Andrew Collier Cameron is a British astronomer specialising in the discovery and characterisation of exoplanets. He was a founding member of the WASP project. He is a professor at the University of St Andrews, where he served as head of the School of Physics and Astronomy between 2012 and 2015.

== Career and research ==
Cameron earned a doctoral degree from the University of Canterbury in 1982, with a thesis on southern hemisphere late-type Ca II emission-line stars. Cameron's research primarily focuses on stellar magnetic fields and the discovery and characterisation of extra-solar planets and cool stars.

In his early career, he focused on the rotational history and dynamo-generated magnetic activity of cool stars, ultimately producing micro-arcsecond resolution maps of starspot distributions and surface magnetic fields.
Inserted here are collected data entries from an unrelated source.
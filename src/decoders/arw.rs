use std::cmp;
use std::collections::HashSet;
use std::io::Cursor;
use std::sync::atomic::{AtomicU64, Ordering};

use log::debug;

use crate::bits::{Endian, LEu32};
use crate::decoders::{decode_threaded, ensure_not_cancelled, fetch_tiff_tag, RawDetails, RawType, Wb};
use crate::formats::tiff::{TiffError, TiffReader, Value, IFD};
use crate::imgop::curve::{sony_knee_curve, CurveLut};
use crate::imgop::develop::{develop_raw, DevelopParams};
use crate::packed::decode_raw14;
use crate::pixarray::{PixU16, Rgba16};
use crate::pumps::{BitPump, BitPumpLSB};
use crate::rawsource::RawSource;
use crate::sr2::sr2_decrypt;
use crate::tags::{Sr2IfdTag, TiffCommonTag};
use crate::{ArwError, CancelToken, DecodeOptions, Result};

/// Black level of the reference sensor generation on the 14 bit scale,
/// used when the SR2 block carries no level tags.
const DEFAULT_BLACK_LEVEL: u16 = 512;

/// Decoder for Sony ARW files.
///
/// Construction parses the TIFF tree (including the nested Exif, GPS and
/// Sony private IFDs); the raw payload is only touched by `raw_image`.
#[derive(Debug, Clone)]
pub struct ArwDecoder {
  source: RawSource,
  tiff: TiffReader,
}

impl ArwDecoder {
  pub fn new(source: &RawSource) -> Result<Self> {
    let tiff = TiffReader::new(&mut source.reader())?;
    Ok(ArwDecoder {
      source: source.clone(),
      tiff,
    })
  }

  pub fn tiff(&self) -> &TiffReader {
    &self.tiff
  }

  /// Parse the vendor makernote as a TIFF fragment. Entries with unknown
  /// tags are preserved as opaque values; a file without makernotes
  /// yields `None`.
  pub fn makernote(&self) -> Result<Option<IFD>> {
    match self.tiff.find_first_ifd_with_tag(TiffCommonTag::MakerNote) {
      Some(ifd) => Ok(ifd.parse_makernote(&mut self.source.reader(), self.source.len())?),
      None => Ok(None),
    }
  }

  /// Byte extent of the embedded JPEG preview, if the file carries one.
  /// Extracting the bytes is a plain range copy left to the caller.
  pub fn thumbnail_range(&self) -> Option<(u64, u64)> {
    let offset = self.tiff.get_entry(TiffCommonTag::JPEGInterchangeFormat)?.get_u32(0)?;
    let length = self.tiff.get_entry(TiffCommonTag::JPEGInterchangeFormatLength)?.get_u32(0)?;
    Some((offset as u64, length as u64))
  }

  /// Gather payload geometry and calibration for the raw image: the data
  /// IFD's strip tags, the declared raw type, and the white balance,
  /// black level and tone curve hidden in the encrypted SR2 sub-IFD.
  pub fn raw_details(&self) -> Result<RawDetails> {
    let data = self.tiff.find_ifds_with_tag(TiffCommonTag::StripOffsets);
    if data.is_empty() {
      return Err(ArwError::MissingTag(TiffCommonTag::StripOffsets as u16));
    }
    let raw = data[0];

    let width = fetch_tiff_tag!(raw, TiffCommonTag::ImageWidth).force_usize(0);
    let height = fetch_tiff_tag!(raw, TiffCommonTag::ImageLength).force_usize(0);
    let bit_depth = fetch_tiff_tag!(raw, TiffCommonTag::BitsPerSample).force_usize(0);
    let offset = fetch_tiff_tag!(raw, TiffCommonTag::StripOffsets).force_u32(0) as u64;
    let length = fetch_tiff_tag!(raw, TiffCommonTag::StripByteCounts).force_u32(0) as u64;

    if offset + length > self.source.len() {
      return Err(
        TiffError::OffsetOutOfRange {
          offset,
          len: length,
          file_len: self.source.len(),
        }
        .into(),
      );
    }

    let raw_type = self.raw_type(raw, bit_depth)?;

    // RowsPerStrip is repurposed by the raw14 layout as twice the stored
    // samples-per-row count.
    let stride = match raw_type {
      RawType::Raw14 => raw
        .get_entry(TiffCommonTag::RowsPerStrip)
        .and_then(|e| e.get_usize(0))
        .map(|rows| rows / 2)
        .unwrap_or(width),
      _ => width,
    };

    let gamma_curve = match raw_type {
      RawType::Craw => Self::get_curve(raw)?,
      _ => None,
    };

    let sr2 = self.sr2_calibration()?;
    if sr2.is_none() {
      debug!("No SR2 calibration found, falling back to neutral development");
    }
    let sr2 = sr2.unwrap_or_default();

    let details = RawDetails {
      width,
      height,
      bit_depth,
      raw_type,
      offset,
      length,
      stride: stride.max(width),
      black_level: sr2.black_level.unwrap_or(DEFAULT_BLACK_LEVEL),
      white_balance: sr2.wb.unwrap_or_default(),
      brightness: 1.0,
      gamma_curve,
    };
    debug!("ARW raw details: {:?}", details);
    Ok(details)
  }

  /// Unpack the raw payload into the Bayer grid.
  pub fn raw_image(&self, details: &RawDetails, cancel: &CancelToken) -> Result<PixU16> {
    let src = self.source.subview(details.offset, details.length)?;
    match details.raw_type {
      RawType::Raw14 => decode_raw14(src, details.width, details.height, details.stride, cancel),
      RawType::Craw => Self::decode_craw(src, details.width, details.height, cancel),
      unsupported => Err(ArwError::UnsupportedRawType(unsupported as u16)),
    }
  }

  /// Run the full decode: details, unpack, develop.
  pub fn decode(&self, options: &DecodeOptions) -> Result<Rgba16> {
    let mut details = self.raw_details()?;
    if let Some(black) = options.black_level_override {
      details.black_level = black;
    }
    if let Some(wb) = options.white_balance_override {
      details.white_balance = wb;
    }

    let grid = self.raw_image(&details, &options.cancel)?;

    let params = DevelopParams {
      black_level: details.black_level,
      wb: details.white_balance,
      brightness: details.brightness,
      curve: if options.disable_gamma { None } else { details.gamma_curve.clone() },
      demosaic: options.demosaic,
    };
    develop_raw(&grid, &params, &options.cancel)
  }

  fn raw_type(&self, raw: &IFD, bit_depth: usize) -> Result<RawType> {
    if let Some(entry) = self.tiff.get_entry(TiffCommonTag::SonyRawFileType) {
      let value = entry.force_u16(0);
      return RawType::from_tag(value).ok_or(ArwError::UnsupportedRawType(value));
    }
    // Older files carry no raw type tag; infer it from the compression
    // scheme and sample depth.
    let compression = raw.get_entry(TiffCommonTag::Compression).and_then(|e| e.get_u32(0)).unwrap_or(1);
    match (compression, bit_depth) {
      (32767, 8) => Ok(RawType::Craw),
      (32767, 12) | (1, 12) => Ok(RawType::Raw12),
      (1, _) => Ok(RawType::Raw14),
      _ => Err(ArwError::UnsupportedRawType(compression as u16)),
    }
  }

  /// Decode the cRAW payload. Each row is a byte-per-sample bitstream of
  /// 16-sample sub-blocks, two of them channel-interleaved per 32 pixel
  /// span: 11 bit max, 11 bit min, two 4 bit anchor positions and 14
  /// deltas of 7 bits. The quantization shift follows from how far
  /// max-min exceeds the 7 bit delta range. Blocks whose anchors are
  /// inverted (min > max) poison the decode as a corrupt stream.
  pub(crate) fn decode_craw(buf: &[u8], width: usize, height: usize, cancel: &CancelToken) -> Result<PixU16> {
    if buf.len() < width * height {
      return Err(ArwError::CorruptRawStream(buf.len() as u64));
    }
    let corrupt_at = AtomicU64::new(u64::MAX);

    let data = decode_threaded(width, height, &(|out: &mut [u16], row| {
      if cancel.is_cancelled() {
        return;
      }
      let mut pump = BitPumpLSB::new(&buf[(row * width)..(row + 1) * width]);

      for (span, out) in out.chunks_exact_mut(32).enumerate() {
        // Process 32 pixels at a time in interleaved fashion
        for j in 0..2 {
          let max = pump.get_bits(11);
          let min = pump.get_bits(11);
          if min > max {
            corrupt_at.fetch_min((row * width + span * 32) as u64, Ordering::Relaxed);
            return;
          }
          let delta = max - min;
          // A delta of 11 bits needs a shift of 4, 10 bits of 3, etc.
          let delta_shift: u32 = cmp::max(0, (32 - (delta.leading_zeros() as i32)) - 7) as u32;
          let imax = pump.get_bits(4) as usize;
          let imin = pump.get_bits(4) as usize;

          for i in 0..16 {
            let val = if i == imax {
              max
            } else if i == imin {
              min
            } else {
              cmp::min(0x7ff, (pump.get_bits(7) << delta_shift) + min)
            };
            out[j + (i * 2)] = (val << 3) as u16;
          }
        }
      }
    }));

    let corrupt = corrupt_at.load(Ordering::Relaxed);
    if corrupt != u64::MAX {
      return Err(ArwError::CorruptRawStream(corrupt));
    }
    ensure_not_cancelled(cancel)?;
    Ok(PixU16::new_with(data, width, height))
  }

  /// Build the linearization curve from the four knee points of the tone
  /// curve tag, when present.
  fn get_curve(raw: &IFD) -> Result<Option<CurveLut>> {
    match raw.get_entry(TiffCommonTag::SonyToneCurve) {
      Some(entry) if entry.count() >= 4 => {
        let points = [entry.force_u32(0), entry.force_u32(1), entry.force_u32(2), entry.force_u32(3)];
        Ok(Some(sony_knee_curve(&points)))
      }
      _ => Ok(None),
    }
  }

  /// Locate, decrypt and parse the SR2 private sub-IFD.
  ///
  /// The SR2 tags live in the IFD behind DNGPrivateData. The decrypted
  /// region is a TIFF fragment whose entries sit at offset 0 but whose
  /// value pointers are absolute file offsets, hence the negative offset
  /// correction when re-parsing from the plaintext buffer.
  fn sr2_calibration(&self) -> Result<Option<Sr2Calibration>> {
    let sr2_offset = match self.tiff.get_entry(TiffCommonTag::SR2SubIFDOffset) {
      Some(entry) => entry.force_u32(0),
      None => return Ok(None),
    };
    let sr2_length = fetch_tiff_tag!(self.tiff, TiffCommonTag::SR2SubIFDLength).force_u32(0);
    // The key tag is of type UNDEFINED and contains a 32 bit value
    let sr2_key = {
      let entry = fetch_tiff_tag!(self.tiff, TiffCommonTag::SR2SubIFDKey);
      match &entry.value {
        Value::Undefined(data) | Value::Byte(data) if data.len() >= 4 => LEu32(data, 0),
        _ => entry.force_u32(0),
      }
    };
    debug!("SR2 sub-IFD offset: {}, length: {}", sr2_offset, sr2_length);

    let cipher = self.source.subview(sr2_offset as u64, sr2_length as u64)?;
    let plain = sr2_decrypt(cipher, sr2_key);

    let mut reader = Cursor::new(plain.as_slice());
    let mut visited = HashSet::new();
    let sr2 = IFD::parse(
      &mut reader,
      0,
      -(sr2_offset as i32),
      0,
      Endian::Little,
      &mut visited,
      plain.len() as u64,
    )?;

    Ok(Some(Sr2Calibration {
      wb: Self::get_wb(&sr2),
      black_level: Self::get_blacklevel(&sr2),
    }))
  }

  fn get_blacklevel(sr2: &IFD) -> Option<u16> {
    sr2
      .get_entry(Sr2IfdTag::BlackLevel2)
      .or_else(|| sr2.get_entry(Sr2IfdTag::BlackLevel1))
      .map(|entry| entry.force_u16(0))
  }

  fn get_wb(sr2: &IFD) -> Option<Wb> {
    if let Some(levels) = sr2.get_entry(Sr2IfdTag::WhiteBalanceGRBG) {
      Some(normalize_wb(
        levels.force_u32(1) as f32,
        levels.force_u32(0) as f32,
        levels.force_u32(3) as f32,
        levels.force_u32(2) as f32,
      ))
    } else {
      sr2.get_entry(Sr2IfdTag::WhiteBalanceRGGB).map(|levels| {
        normalize_wb(
          levels.force_u32(0) as f32,
          levels.force_u32(1) as f32,
          levels.force_u32(2) as f32,
          levels.force_u32(3) as f32,
        )
      })
    }
  }
}

/// Reduce RGGB levels to RGB gains, normalized so green is 1.0.
fn normalize_wb(r: f32, g1: f32, g2: f32, b: f32) -> Wb {
  debug!("ARW raw wb levels: {} {} {} {}", r, g1, g2, b);
  if !g1.is_normal() {
    return Wb::neutral();
  }
  Wb::new(r / g1, (g1 + g2) / (2.0 * g1), b / g1)
}

#[derive(Debug, Default)]
struct Sr2Calibration {
  wb: Option<Wb>,
  black_level: Option<u16>,
}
With Dr R. D. Robinson he co-discovered the centrifugally supported "slingshot prominence" systems in the coronae of the young, rapidly rotating solar-type star AB Doradus and other similar objects.
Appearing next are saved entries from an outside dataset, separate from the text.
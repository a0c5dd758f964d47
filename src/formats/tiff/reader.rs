// SPDX-License-Identifier: MIT
// Copyright 2021 Daniel Vogelbacher <daniel@chaospixel.com>

use std::collections::HashSet;
use std::io::{Read, Seek, SeekFrom};

use byteorder::{BigEndian, LittleEndian, ReadBytesExt};
use serde::{Deserialize, Serialize};

use crate::bits::Endian;
use crate::tags::TiffTagEnum;

use super::ifd::IFD;
use super::{Entry, Result, TiffError, TIFF_MAGIC};

/// Parsed TIFF file header: byte order mark, magic and the offset of the
/// first IFD. The byte order governs every scalar read that follows, until
/// a nested fragment carries its own mark.
#[derive(Debug, Clone, Copy, PartialEq, Eq, Serialize, Deserialize)]
pub struct Header {
  pub endian: Endian,
  pub first_ifd: u32,
}

impl Header {
  pub fn parse<R: Read + Seek>(reader: &mut R) -> Result<Header> {
    reader.seek(SeekFrom::Start(0))?;
    let endian = match reader.read_u16::<LittleEndian>()? {
      0x4949 => Endian::Little,
      0x4d4d => Endian::Big,
      marker => {
        return Err(TiffError::BadMagic(marker));
      }
    };
    let mut reader = EndianReader::new(reader, endian);
    let magic = reader.read_u16()?;
    if magic != TIFF_MAGIC {
      return Err(TiffError::BadMagic(magic));
    }
    let first_ifd = reader.read_u32()?;
    Ok(Header { endian, first_ifd })
  }
}

/// Reader for a full TIFF structure: header plus the chain of IFDs linked
/// through their next-IFD pointers, with sub-IFDs resolved recursively.
#[derive(Debug, Clone, PartialEq, Default, Serialize, Deserialize)]
pub struct TiffReader {
  pub chain: Vec<IFD>,
  pub endian: Endian,
}

impl TiffReader {
  /// Check if a buffer looks like a TIFF file
  pub fn is_tiff<T: AsRef<[u8]>>(buffer: T) -> bool {
    let buffer = buffer.as_ref();
    buffer.len() >= 4 && (&buffer[0..2] == b"II" || &buffer[0..2] == b"MM")
  }

  pub fn new<R: Read + Seek>(reader: &mut R) -> Result<Self> {
    let file_len = reader.seek(SeekFrom::End(0))?;
    let header = Header::parse(reader)?;
    if header.first_ifd == 0 {
      return Err(TiffError::General("TIFF header contains no root IFD".into()));
    }

    // One visited set per parse guards the whole offset graph (chain and
    // sub-IFDs) against reference cycles in hostile files.
    let mut visited: HashSet<u32> = HashSet::new();
    let mut chain = Vec::new();
    let mut next_ifd = header.first_ifd;
    while next_ifd != 0 {
      let ifd = IFD::parse(reader, next_ifd, 0, 0, header.endian, &mut visited, file_len)?;
      next_ifd = ifd.next_ifd;
      chain.push(ifd);
    }

    if chain.is_empty() {
      return Err(TiffError::General("TIFF is invalid, must contain at least one IFD".into()));
    }
    Ok(Self {
      chain,
      endian: header.endian,
    })
  }

  pub fn root_ifd(&self) -> &IFD {
    &self.chain[0]
  }

  pub fn get_entry<T: TiffTagEnum>(&self, tag: T) -> Option<&Entry> {
    self.chain.iter().find_map(|ifd| ifd.get_entry_recursive(tag))
  }

  pub fn has_entry<T: TiffTagEnum>(&self, tag: T) -> bool {
    self.get_entry(tag).is_some()
  }

  pub fn find_ifds_with_tag<T: TiffTagEnum>(&self, tag: T) -> Vec<&IFD> {
    let mut ifds = Vec::new();
    for ifd in &self.chain {
      ifd.collect_ifds_with_tag(tag, &mut ifds);
    }
    ifds
  }

  pub fn find_first_ifd_with_tag<T: TiffTagEnum>(&self, tag: T) -> Option<&IFD> {
    self.find_ifds_with_tag(tag).first().copied()
  }
}

pub trait ReadByteOrder {
  fn read_u8(&mut self) -> std::io::Result<u8>;
  fn read_u16(&mut self) -> std::io::Result<u16>;
  fn read_u32(&mut self) -> std::io::Result<u32>;

  fn read_u8_into(&mut self, dst: &mut [u8]) -> std::io::Result<()>;
  fn read_i8_into(&mut self, dst: &mut [i8]) -> std::io::Result<()>;
  fn read_u16_into(&mut self, dst: &mut [u16]) -> std::io::Result<()>;
  fn read_i16_into(&mut self, dst: &mut [i16]) -> std::io::Result<()>;
  fn read_u32_into(&mut self, dst: &mut [u32]) -> std::io::Result<()>;
  fn read_i32_into(&mut self, dst: &mut [i32]) -> std::io::Result<()>;
  fn read_f32_into(&mut self, dst: &mut [f32]) -> std::io::Result<()>;
  fn read_f64_into(&mut self, dst: &mut [f64]) -> std::io::Result<()>;
}

/// Endian-aware scalar reader over any seekable stream.
pub struct EndianReader<'a, R: Read + Seek + 'a> {
  endian: Endian,
  inner: &'a mut R,
}

impl<'a, R: Read + Seek + 'a> EndianReader<'a, R> {
  pub fn new(inner: &'a mut R, endian: Endian) -> Self {
    Self { endian, inner }
  }

  pub fn into_inner(self) -> &'a mut R {
    self.inner
  }

  pub fn position(&mut self) -> Result<u32> {
    Ok(self.inner.stream_position().map(|v| v as u32)?)
  }

  pub fn goto(&mut self, offset: u32) -> Result<()> {
    self.inner.seek(SeekFrom::Start(offset as u64))?;
    Ok(())
  }
}

impl<'a, R: Read + Seek + 'a> ReadByteOrder for EndianReader<'a, R> {
  fn read_u8(&mut self) -> std::io::Result<u8> {
    self.inner.read_u8()
  }

  fn read_u16(&mut self) -> std::io::Result<u16> {
    match self.endian {
      Endian::Little => self.inner.read_u16::<LittleEndian>(),
      Endian::Big => self.inner.read_u16::<BigEndian>(),
    }
  }

  fn read_u32(&mut self) -> std::io::Result<u32> {
    match self.endian {
      Endian::Little => self.inner.read_u32::<LittleEndian>(),
      Endian::Big => self.inner.read_u32::<BigEndian>(),
    }
  }

  fn read_u8_into(&mut self, dst: &mut [u8]) -> std::io::Result<()> {
    self.inner.read_exact(dst)
  }

  fn read_i8_into(&mut self, dst: &mut [i8]) -> std::io::Result<()> {
    self.inner.read_i8_into(dst)
  }

  fn read_u16_into(&mut self, dst: &mut [u16]) -> std::io::Result<()> {
    match self.endian {
      Endian::Little => self.inner.read_u16_into::<LittleEndian>(dst),
      Endian::Big => self.inner.read_u16_into::<BigEndian>(dst),
    }
  }

  fn read_i16_into(&mut self, dst: &mut [i16]) -> std::io::Result<()> {
    match self.endian {
      Endian::Little => self.inner.read_i16_into::<LittleEndian>(dst),
      Endian::Big => self.inner.read_i16_into::<BigEndian>(dst),
    }
  }

  fn read_u32_into(&mut self, dst: &mut [u32]) -> std::io::Result<()> {
    match self.endian {
      Endian::Little => self.inner.read_u32_into::<LittleEndian>(dst),
      Endian::Big => self.inner.read_u32_into::<BigEndian>(dst),
    }
  }

  fn read_i32_into(&mut self, dst: &mut [i32]) -> std::io::Result<()> {
    match self.endian {
      Endian::Little => self.inner.read_i32_into::<LittleEndian>(dst),
      Endian::Big => self.inner.read_i32_into::<BigEndian>(dst),
    }
  }

  fn read_f32_into(&mut self, dst: &mut [f32]) -> std::io::Result<()> {
    match self.endian {
      Endian::Little => self.inner.read_f32_into::<LittleEndian>(dst),
      Endian::Big => self.inner.read_f32_into::<BigEndian>(dst),
    }
  }

  fn read_f64_into(&mut self, dst: &mut [f64]) -> std::io::Result<()> {
    match self.endian {
      Endian::Little => self.inner.read_f64_into::<LittleEndian>(dst),
      Endian::Big => self.inner.read_f64_into::<BigEndian>(dst),
    }
  }
}

#[cfg(test)]
mod tests {
  use std::io::Cursor;

  use super::*;

  #[test]
  fn header_little_endian() {
    let mut data = Cursor::new(b"II\x2a\x00\x08\x00\x00\x00".to_vec());
    let header = Header::parse(&mut data).unwrap();
    assert_eq!(header.endian, Endian::Little);
    assert_eq!(header.first_ifd, 8);
  }

  #[test]
  fn header_big_endian() {
    let mut data = Cursor::new(b"MM\x00\x2a\x00\x00\x00\x08".to_vec());
    let header = Header::parse(&mut data).unwrap();
    assert_eq!(header.endian, Endian::Big);
    assert_eq!(header.first_ifd, 8);
  }

  #[test]
  fn header_bad_magic() {
    let mut data = Cursor::new(b"II\x2b\x00\x08\x00\x00\x00".to_vec());
    assert!(matches!(Header::parse(&mut data), Err(TiffError::BadMagic(0x2b))));
    let mut data = Cursor::new(b"XX\x2a\x00\x08\x00\x00\x00".to_vec());
    assert!(matches!(Header::parse(&mut data), Err(TiffError::BadMagic(_))));
  }
}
Cameron was awarded a personal chair in 2003. He was a co-founder of the Wide Angle Search for Planets project, which was awarded the 2010 Royal Astronomical Society Group Achievement Award for its discoveries. The WASP collaboration includes several UK universities, and has discovered more than 170 gas-giant planets in close orbits about their host stars, using an array of wide-field CCD cameras. WASP detects the dips in light that occur as planets pass between the observer and the host star. Their masses are determined, and their planetary nature confirmed, using optical spectroscopy to measure the reflex motion of the host star about its common centre of mass with the planet.

Cameron is also the UK co-principal investigator of the Geneva/PHYESTA/Harvard/INAF/Belfast HARPS-North spectrograph project. He is also a team member of the ESA Characterising Exoplanets Satellite (CHEOPS), leading the Working Group on light curve analysis. As of 2018 he has over 300 research publications to his name.
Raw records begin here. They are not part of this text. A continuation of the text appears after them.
/// Marker trait for the tag enums accepted by the IFD lookup API.
pub trait TiffTagEnum: Copy + Clone + std::fmt::Debug + Into<u16> {}

macro_rules! tiff_tag_enum {
  ($enum:ty) => {
    impl $crate::tags::TiffTagEnum for $enum {}

    impl From<$enum> for u16 {
      fn from(v: $enum) -> Self {
        v as u16
      }
    }

    impl TryFrom<u16> for $enum {
      type Error = String;

      fn try_from(value: u16) -> std::result::Result<Self, Self::Error> {
        Self::n(value).ok_or(format!("Unable to convert tag value {} to enum {}", value, stringify!($enum)))
      }
    }
  };
}

/// TIFF and ARW tags consulted by the decoder. Anything not listed here is
/// still parsed and retained, it just has no symbolic name.
#[derive(Debug, Copy, Clone, PartialEq, enumn::N)]
#[repr(u16)]
pub enum TiffCommonTag {
  ImageWidth = 0x0100,
  ImageLength = 0x0101,
  BitsPerSample = 0x0102,
  Compression = 0x0103,
  StripOffsets = 0x0111,
  RowsPerStrip = 0x0116,
  StripByteCounts = 0x0117,
  SubIFDs = 0x014A,
  JPEGInterchangeFormat = 0x0201,
  JPEGInterchangeFormatLength = 0x0202,
  SonyRawFileType = 0x7000,
  SonyToneCurve = 0x7010,
  SR2SubIFDOffset = 0x7200,
  SR2SubIFDLength = 0x7201,
  SR2SubIFDKey = 0x7221,
  IdcIFD = 0x7240,
  ExifIFD = 0x8769,
  GPSIFD = 0x8825,
  MakerNote = 0x927C,
  DNGPrivateData = 0xC634,
}

tiff_tag_enum!(TiffCommonTag);

/// Tags inside the decrypted SR2 private sub-IFD. These carry the sensor
/// calibration the color pipeline needs.
#[derive(Debug, Copy, Clone, PartialEq, enumn::N)]
#[repr(u16)]
pub enum Sr2IfdTag {
  BlackLevel1 = 0x7300,
  WhiteBalanceGRBG = 0x7303,
  BlackLevel2 = 0x7310,
  WhiteBalanceRGGB = 0x7313,
  WhiteLevel = 0x787f,
}

tiff_tag_enum!(Sr2IfdTag);

#[cfg(test)]
mod tests {
  use super::*;

  #[test]
  fn tag_roundtrip() {
    assert_eq!(u16::from(TiffCommonTag::ImageWidth), 256);
    assert_eq!(TiffCommonTag::try_from(0x7200_u16), Ok(TiffCommonTag::SR2SubIFDOffset));
    assert!(TiffCommonTag::try_from(0xdead_u16).is_err());
  }
}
Cameron also served as head of the School of Physics and Astronomy at the University of St Andrews between 2012 and 2015.

=== Teaching ===
Cameron has taught multiple undergraduate courses in observational astronomy at the School of Physics and Astronomy of the University of St Andrews including "Astronomy and Astrophysics II", "Observational Astrophysics", "Observational Techniques in Astrophysics", "Stellar Physics" and "The Physics of Nebulae and Stars II". He partially taught a module in fluid dynamics whilst his wife, Moira Jardine, was on maternity leave.

===Awards and honours===
Cameron was elected a Fellow of the Royal Society of Edinburgh (FRSE) in 2002, and was awarded the George Darwin Lectureship of the Royal Astronomical Society in 2012.

== Personal life ==
Cameron is married to Moira Jardine, a theoretical astrophysicist specialising in stellar magnetic fields, and with whom he has collaborated in the past. They live in St Andrews and have 3 children together - Jonathan, Heid, and Emma.